Cybersecurity firm NCC Group has launched a strategic review after issuing a profit warning.
The company announced on Tuesday that the performance of its assurance division will be significantly lower than anticipated. This will hit its overall financial results for the full year ending 31 May, 2017.
NCC now expects that the full year adjusted EBITDA will be approximately 20 per cent below the £45.5m-47.5m range forecast on 13 December, 2016.
"The rate of sales growth and subsequent delivery in the assurance division in the third quarter to date has been lower than had been anticipated in both security consulting and software testing and web performance," NCC said in a statement. "The reduction in expected sales and profitability in the third quarter has been seen in the UK, mainland Europe and North America."

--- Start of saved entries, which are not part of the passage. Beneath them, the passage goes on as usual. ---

//! Error types for riffix

use std::io;
use std::path::PathBuf;
use thiserror::Error;

/// Result type alias for riffix operations
pub type Result<T> = std::result::Result<T, Error>;

/// Main error type for riffix
#[derive(Error, Debug)]
pub enum Error {
    /// A file could not be opened or created
    #[error("Error opening file {}: {source}", .path.display())]
    IoOpen {
        path: PathBuf,
        #[source]
        source: io::Error,
    },

    /// Reading the input failed (distinct from a clean end of stream)
    #[error("Error reading file: {0}")]
    IoRead(#[source] io::Error),

    /// Writing failed, possibly after part of the output was already written
    #[error("Error writing file: {0}")]
    IoWrite(#[source] io::Error),

    /// Repositioning the stream failed
    #[error("Error seeking in file: {0}")]
    IoSeek(#[source] io::Error),

    /// A working buffer could not be allocated
    #[error("Cannot allocate {0} bytes of working buffer")]
    Allocation(usize),

    /// Bad RIFF signature, form type or truncated container header
    #[error("Malformed container: {0}")]
    MalformedContainer(String),

    /// The wanted subchunk is not in the stream
    #[error("Chunk '{}' not found", String::from_utf8_lossy(.0))]
    ChunkNotFound([u8; 4]),

    /// The fmt chunk does not describe the vendor IMA ADPCM variant
    #[error("Unsupported format: {0}")]
    UnsupportedFormat(String),

    /// The stream ended before the declared length
    #[error("Unexpected end of data: expected {expected} bytes, got {actual}")]
    UnexpectedEndOfData { expected: u64, actual: u64 },

    /// A fault hit after the file was already partly converted in place
    #[error("File left partially rewritten: {0}")]
    PartiallyRewritten(#[source] Box<Error>),

    /// Invalid settings
    #[error("Configuration error: {0}")]
    Config(String),
}

impl Error {
    /// Create a malformed container error
    pub fn malformed<S: Into<String>>(msg: S) -> Self {
        Error::MalformedContainer(msg.into())
    }

    /// Create an unsupported format error
    pub fn unsupported<S: Into<String>>(msg: S) -> Self {
        Error::UnsupportedFormat(msg.into())
    }

    /// Create a configuration error
    pub fn config<S: Into<String>>(msg: S) -> Self {
        Error::Config(msg.into())
    }

    /// Marks a fault raised once in-place mutation has started.
    pub fn partially_rewritten(self) -> Self {
        match self {
            Error::PartiallyRewritten(_) => self,
            other => Error::PartiallyRewritten(Box::new(other)),
        }
    }

    /// A failed write, or any fault after the first write, may leave the
    /// file half converted. The run must not carry on after one.
    pub fn is_fatal(&self) -> bool {
        matches!(self, Error::IoWrite(_) | Error::PartiallyRewritten(_))
    }
}
pub use crate::*;
pub use byteorder::{LittleEndian, ReadBytesExt, WriteBytesExt};

pub use std::io::{Read, Seek, SeekFrom, Write};
pub use tracing::{debug, info, trace, warn};
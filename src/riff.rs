use crate::prelude::*;

// Chunk Identifiers
pub const RIFF_CHUNK_ID: &[u8; 4] = b"RIFF";
pub const WAVE_FORMAT_ID: &[u8; 4] = b"WAVE";
pub const FMT_CHUNK_ID: &[u8; 4] = b"fmt ";
pub const DATA_CHUNK_ID: &[u8; 4] = b"data";

// Chunk Structures
pub const HEADER_SIZE: u64 = 12; // RIFF + size + WAVE
pub const CHUNK_HEADER_SIZE: usize = 8; // id + length

/// Tag and declared body length of one subchunk.
#[derive(Debug, Clone, Copy, PartialEq, Eq)]
pub struct ChunkHeader {
    pub id: [u8; 4],
    pub len: u32,
}

impl ChunkHeader {
    /// Reads an 8 byte header. `Ok(None)` means the stream ran out first.
    pub fn read_from<S: Read>(stream: &mut S) -> Result<Option<Self>> {
        let mut id = [0u8; 4];
        if let Err(e) = stream.read_exact(&mut id) {
            return eof_as_none(e);
        }
        let len = match stream.read_u32::<LittleEndian>() {
            Ok(len) => len,
            Err(e) => return eof_as_none(e),
        };
        Ok(Some(Self { id, len }))
    }
}

fn eof_as_none<T>(e: std::io::Error) -> Result<Option<T>> {
    if e.kind() == std::io::ErrorKind::UnexpectedEof {
        Ok(None)
    } else {
        Err(Error::IoRead(e))
    }
}

/// Checks the 12 byte `RIFF....WAVE` container header at the current position
/// and leaves the stream at the first subchunk header.
pub fn read_riff_header<S: Read>(stream: &mut S) -> Result<()> {
    let mut header = [0u8; HEADER_SIZE as usize];
    if let Err(e) = stream.read_exact(&mut header) {
        return match e.kind() {
            std::io::ErrorKind::UnexpectedEof => Err(Error::malformed("truncated RIFF header")),
            _ => Err(Error::IoRead(e)),
        };
    }

    if &header[0..4] != RIFF_CHUNK_ID {
        return Err(Error::malformed("missing RIFF signature"));
    }
    if &header[8..12] != WAVE_FORMAT_ID {
        return Err(Error::malformed(format!(
            "form type is '{}', not WAVE",
            String::from_utf8_lossy(&header[8..12])
        )));
    }
    Ok(())
}

/// Walks subchunk headers from the current position until `tag` is found.
///
/// On success the declared body length is returned and the stream sits at
/// the first byte of the body. Bodies of other chunks are skipped by their
/// declared length without being read. Fails with `ChunkNotFound` when the
/// headers run out or a skip would land past the end of the stream; the
/// cursor never moves beyond end-of-stream.
pub fn find_chunk<S: Read + Seek>(stream: &mut S, tag: &[u8; 4]) -> Result<u32> {
    let start = stream.stream_position().map_err(Error::IoSeek)?;
    let end = stream.seek(SeekFrom::End(0)).map_err(Error::IoSeek)?;
    let mut pos = stream.seek(SeekFrom::Start(start)).map_err(Error::IoSeek)?;

    loop {
        let Some(header) = ChunkHeader::read_from(stream)? else {
            // a partial header may have been consumed
            stream.seek(SeekFrom::Start(pos)).map_err(Error::IoSeek)?;
            return Err(Error::ChunkNotFound(*tag));
        };
        pos += CHUNK_HEADER_SIZE as u64;

        if &header.id == tag {
            debug!(
                "found '{}' chunk at {:#x}, {} bytes",
                String::from_utf8_lossy(tag),
                pos,
                header.len
            );
            return Ok(header.len);
        }

        let next = pos + header.len as u64;
        if next > end {
            debug!(
                "'{}' chunk at {:#x} claims {} bytes past end of stream",
                String::from_utf8_lossy(&header.id),
                pos,
                next - end
            );
            return Err(Error::ChunkNotFound(*tag));
        }
        trace!(
            "skipping '{}' chunk, {} bytes",
            String::from_utf8_lossy(&header.id),
            header.len
        );
        pos = stream.seek(SeekFrom::Start(next)).map_err(Error::IoSeek)?;
    }
}

// ================================== TESTS ==================================
//! The execution engine for compiled inference programs.
//!
//! This module provides:
//! - **errors**: Error types for execution failures
//! - **message**: Distribution-valued messages with product/ratio algebra
//! - **store**: In-memory message arrays behind the `MessageStore` trait
//! - **file_array**: File-backed message arrays with process-wide I/O counters
//! - **partition**: Contiguous block covers of a range, with on-demand loading
//! - **observed**: Typed, shape-checked observed-input storage
//! - **schedule**: The dependency-scoped phase graph with resumable iteration
//! - **driver**: The public execute/update/reset/marginal contract
//! - **replicate**: The replicate/divide combinator for shared variables

pub mod driver;
pub mod errors;
pub mod file_array;
pub mod message;
pub mod observed;
pub mod partition;
pub mod replicate;
pub mod schedule;
pub mod store;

Sales are normally higher in the fourth quarter but any increases are highly likely to be offset by the shortfall in the rest of the year, NCC warned. Longer term NCC hopes to bring in extra sales as firms seek to achieve compliance with the General Data Protection Regulation ahead of the May 2018 deadline.
NCC's escrow division remains on course for reaching its sales target but the deterioration in sales by the assurance division has prompted NCC to initiate a review of its operating strategy. The review will be led by the board, supported by externally appointed consultants, and expected to come out with preliminary findings before NCC announces its results in July 2017.
"NCC Group continues to firmly believe that the Assurance Division has significant growth prospects which it is determined to capture once the Group has reviewed its existing strategy and operations," the firm concluded.
NCC shares were down a quarter from 126.50p overnight to 97p in London trading at the time of publication.
NCC Group's chairman Paul Mitchell last month said he would be stepping down in May as the firm revealed it had been hit by the cancellation of three large contracts and the deferral of a fourth. The firm hasn't indicated the root source of the problem. Speculation among analysts suggests it might be down to issues with renewing government contracts attached to forensics and incident response outfit Fox-IT, a November 2015 acquisition.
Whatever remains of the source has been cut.